Augmented Lagrangian Method

In the quadratic penalty method, the approximate minimizer $x_k$ of $Q(x;\mu_k)$ might not satisfy the feasibility conditions $c_i(x) = 0$. They are perturbed so that

$$ c_i(x_k) \approx -\lambda_i^*/\mu_k, \quad \forall i \in \mathcal{E} $$

In order to make the minimizer more nearly satisfy the equality constraints, we define the augmented Lagrangian function which is a combination of the Lagrangian and the quadratic penalty function:

$$ \mathcal{L}_{A}(x, \lambda ; \mu) \triangleq f(x)-\sum_{i \in \mathcal{E}} \lambda_{i} c_{i}(x)+\frac{\mu}{2} \sum_{i \in \mathcal{E}} c_{i}^{2}(x) $$

During the k-th iteration, $\lambda^k$ and $\mu_k$ are fixed and the minimization is performed only on $x$:

$$ \nabla_x \mathcal{L}_A = \nabla f(x_k) - \sum_{i\in\mathcal{E}}[\lambda_i^k - \mu_k c_i(x_k)] \nabla c_i(x_k) $$

After finding the approximate minimizer $x_k$ we can update $\lambda_i^{k+1} = \lambda_i^k - \mu_k c_i(x_k)$.

Algorithm:

Choose $\mu_0 > 0$, tolerance $\tau_0 > 0$, starting point $x_0^s$ and $\lambda^0$.
For $k=0,1,2,\dots$
1. Find $x_k \gets \min \mathcal{L}_A(\cdot, \lambda^k;\mu_k)$, starting at $x_k^s$ and terminating when $\norm{\nabla_x \mathcal{L}_A(x_k, \lambda^k;\mu_k)} \le \tau_k$.
2. Return $x_k$ if final convergence test is satisfied.
3. Otherwise update Lagrange multipliers $\lambda^{k+1}=\lambda^k - \mu_k c(x_k)$, choose new penalty parameter $\mu_{k+1} \ge \mu_k$, new tolerance $\tau_{k+1}$ and new starting point $x_{k+1}^s = x_k$.

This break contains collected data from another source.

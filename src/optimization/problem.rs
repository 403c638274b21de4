use std::cell::{Cell, RefCell};
use std::time::{Duration, Instant};

use crate::config::AnalysisDefaults;
use crate::error::{Error, Result};
use crate::optimization::solvers::{Evaluation, Problem};
use crate::simulation::Bindable;

/// Lifecycle of a search.
#[derive(Debug, Clone, Copy, PartialEq, Eq)]
pub enum SearchState {
    Idle,
    Evaluating,
    EarlyStopped,
    Converged,
    Failed,
}

/// One loss evaluation.
#[derive(Debug, Clone, PartialEq)]
pub struct EvaluationRecord {
    pub index: usize,
    pub params: Vec<f64>,
    pub loss: f64,
    pub elapsed: Duration,
}

/// The circuit(s) that met the early-stop threshold.
#[derive(Debug)]
pub(crate) struct Stopped<B> {
    pub circuit: B,
    pub params: Vec<f64>,
    pub loss: f64,
}

/// Circuit problem: binds each candidate vector, evaluates the user loss on
/// the bound circuit(s), and decides whether the search may continue.
pub struct CircuitProblem<'a, C: Bindable, L> {
    circuit: &'a C,
    loss: L,
    bounds: Vec<(f64, f64)>,
    initial: Vec<f64>,
    early_stop_loss: Option<f64>,
    /// Replaces the templates' analysis defaults on every bound circuit
    analysis: Option<AnalysisDefaults>,

    state: Cell<SearchState>,
    log: RefCell<Vec<EvaluationRecord>>,
    best: Cell<Option<usize>>,
    stop_loss: Cell<Option<f64>>,
    stopped: RefCell<Option<Stopped<C::Bound>>>,
}

impl<'a, C, L> CircuitProblem<'a, C, L>
where
    C: Bindable,
    L: Fn(&C::Bound) -> Result<f64>,
{
    pub fn new(
        circuit: &'a C,
        loss: L,
        bounds: Vec<(f64, f64)>,
        initial: Vec<f64>,
        early_stop_loss: Option<f64>,
    ) -> Self {
        Self {
            circuit,
            loss,
            bounds,
            initial,
            early_stop_loss,
            analysis: None,
            state: Cell::new(SearchState::Idle),
            log: RefCell::new(Vec::new()),
            best: Cell::new(None),
            stop_loss: Cell::new(None),
            stopped: RefCell::new(None),
        }
    }

    pub fn with_analysis(mut self, analysis: Option<AnalysisDefaults>) -> Self {
        self.analysis = analysis;
        self
    }

    pub fn circuit(&self) -> &'a C {
        self.circuit
    }

    /// Bind `params` the way candidates are bound during the search.
    pub fn bind(&self, params: &[f64]) -> Result<C::Bound> {
        self.circuit.bind_with(params, self.analysis.as_ref())
    }

    /// Bind, evaluate and record one candidate.
    ///
    /// Once a candidate has met the early-stop threshold every later call
    /// returns `Stop` with that candidate's loss and evaluates nothing.
    pub fn evaluate_params(&self, params: &[f64]) -> Result<Evaluation> {
        if let Some(loss) = self.stop_loss.get() {
            return Ok(Evaluation::Stop(loss));
        }
        self.state.set(SearchState::Evaluating);

        let start = Instant::now();
        let circuit = self.bind(params)?;
        let loss = (self.loss)(&circuit)?;
        let elapsed = start.elapsed();

        if !loss.is_finite() {
            tracing::warn!(?params, loss, "loss function returned a non-finite value");
            return Err(Error::InvalidLoss(loss));
        }

        let index = {
            let mut log = self.log.borrow_mut();
            let index = log.len();
            log.push(EvaluationRecord {
                index,
                params: params.to_vec(),
                loss,
                elapsed,
            });
            if self.best.get().is_none_or(|best| loss < log[best].loss) {
                self.best.set(Some(index));
            }
            index
        };

        tracing::debug!(
            index,
            loss,
            elapsed_ms = elapsed.as_secs_f64() * 1e3,
            "evaluated candidate"
        );

        if self.early_stop_loss.is_some_and(|threshold| loss <= threshold) {
            tracing::info!(index, loss, "early stop loss reached");
            self.state.set(SearchState::EarlyStopped);
            self.stop_loss.set(Some(loss));
            *self.stopped.borrow_mut() = Some(Stopped {
                circuit,
                params: params.to_vec(),
                loss,
            });
            return Ok(Evaluation::Stop(loss));
        }

        Ok(Evaluation::Continue(loss))
    }

    pub fn state(&self) -> SearchState {
        self.state.get()
    }

    pub(crate) fn set_state(&self, state: SearchState) {
        self.state.set(state);
    }

    pub fn evaluations(&self) -> usize {
        self.log.borrow().len()
    }

    pub fn history(&self) -> Vec<EvaluationRecord> {
        self.log.borrow().clone()
    }

    /// Lowest-loss evaluation so far.
    pub fn best(&self) -> Option<EvaluationRecord> {
        let best = self.best.get()?;
        self.log.borrow().get(best).cloned()
    }

    pub(crate) fn take_stopped(&self) -> Option<Stopped<C::Bound>> {
        self.stopped.borrow_mut().take()
    }
}

impl<C, L> Problem for CircuitProblem<'_, C, L>
where
    C: Bindable,
    L: Fn(&C::Bound) -> Result<f64>,
{
    fn evaluate(&self, params: &[f64]) -> Result<Evaluation> {
        self.evaluate_params(params)
    }

    fn num_params(&self) -> usize {
        self.bounds.len()
    }

    fn initial_params(&self) -> &[f64] {
        &self.initial
    }

    fn bounds(&self) -> &[(f64, f64)] {
        &self.bounds
    }
}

Theorem: Suppose $x^*$ is a local solution of $\eqref{equ-con}$ at which LICQ is satisfied, and the second-order sufficient conditions are satisfied for $\lambda^*$. Then there is a threshold value $\bar{\mu}$ such that for all $\mu\ge \bar{\mu}$, $x^*$ is a strict local minimizer of $\mathcal{L}_A(x, \lambda^*; \mu)$

Practical Augmented Lagrangian Method

Given inequality constraints, we can convert them to equality constraints and bound constraints by introducing slack variables $s_i$:

$$ c_i(x) - s_i = 0, \quad s_i \ge 0, \quad \forall i\in\mathcal{I} $$

By incorporating $s_i$ into $x$ and redefining $c_i$ accordingly, $\eqref{con-optim}$ can be written as

$$ \min_{x \in \mathbb{R}^n} f(x) \quad \text{s.t. } \begin{cases} c_i(x) = 0 \\ l\le x\le u \end{cases} $$

And the subproblem during each iteration becomes

$$ \begin{equation}\label{sub-lag} \min_x \mathcal{L}_A(x,\lambda;\mu)\quad \text{s.t. } l\le x\le u \end{equation} $$

An efficient technique for solving the nonlinear programming with bounded constraints is the gradient projection method. The KKT conditions for $\eqref{sub-lag}$ are

$$ x-P\left(x-\nabla_{x} \mathcal{L}_{A}(x, \lambda ; \mu), l, u\right)=0 $$

where $P(g,l,u)$ is the projection of the vector $g$ onto the rectangular box $[l, u]$ defined as

$$ P(g, l, u)_{i}=\begin{cases} l_{i} & \text {if } g_{i} \le l_{i} \\ g_{i} & \text {if } g_{i} \in\left(l_{i}, u_{i}\right) \\ u_{i} & \text {if } g_{i} \ge u_{i} \end{cases} $$

Quadratic Programming

$$ \begin{equation}\label{qp} \begin{aligned} &\min_{x} & &\frac{1}{2} x^{T} G x+x^{T} c \\ &\text{ s.t. } & &a_{i}^{T} x=b_{i}, \quad i \in \mathcal{E} \\ & & &a_{i}^{T} x \ge b_{i}, \quad i \in \mathcal{I} \end{aligned} \end{equation} $$

If $G\in\mathbb{S}_+$, the problem is a convex QP, and its difficulty is comparable to that of a linear program.

Equality Constraints

$$ \begin{equation}\label{qp-eq} \begin{aligned} &\min_{x} & &\frac{1}{2} x^{T} G x+x^{T} c \\ &\text{ s.t. } & &Ax = b \end{aligned} \end{equation} $$

where $A$ is the $m\times n$ Jacobian matrix of constraints ($m\le n$). Assume $A$ has full row rank.

The KKT conditions are

$$ \begin{equation} \label{qp-kkt} \begin{bmatrix} G & -A^T \\ A & 0 \end{bmatrix} \begin{bmatrix} x^* \\ \lambda^* \end{bmatrix} = \begin{bmatrix} -c \\ b \end{bmatrix} \end{equation} $$

By expressing $x^* = x + p$, where $x$ is a current estimate of the solution, the KKT conditions become

$$ \begin{bmatrix} G & A^T \\ A & 0 \end{bmatrix} \begin{bmatrix} -p \\ \lambda^* \end{bmatrix} = \begin{bmatrix} c + Gx \\ Ax - b \end{bmatrix} $$

The matrix in this equation is called the KKT matrix.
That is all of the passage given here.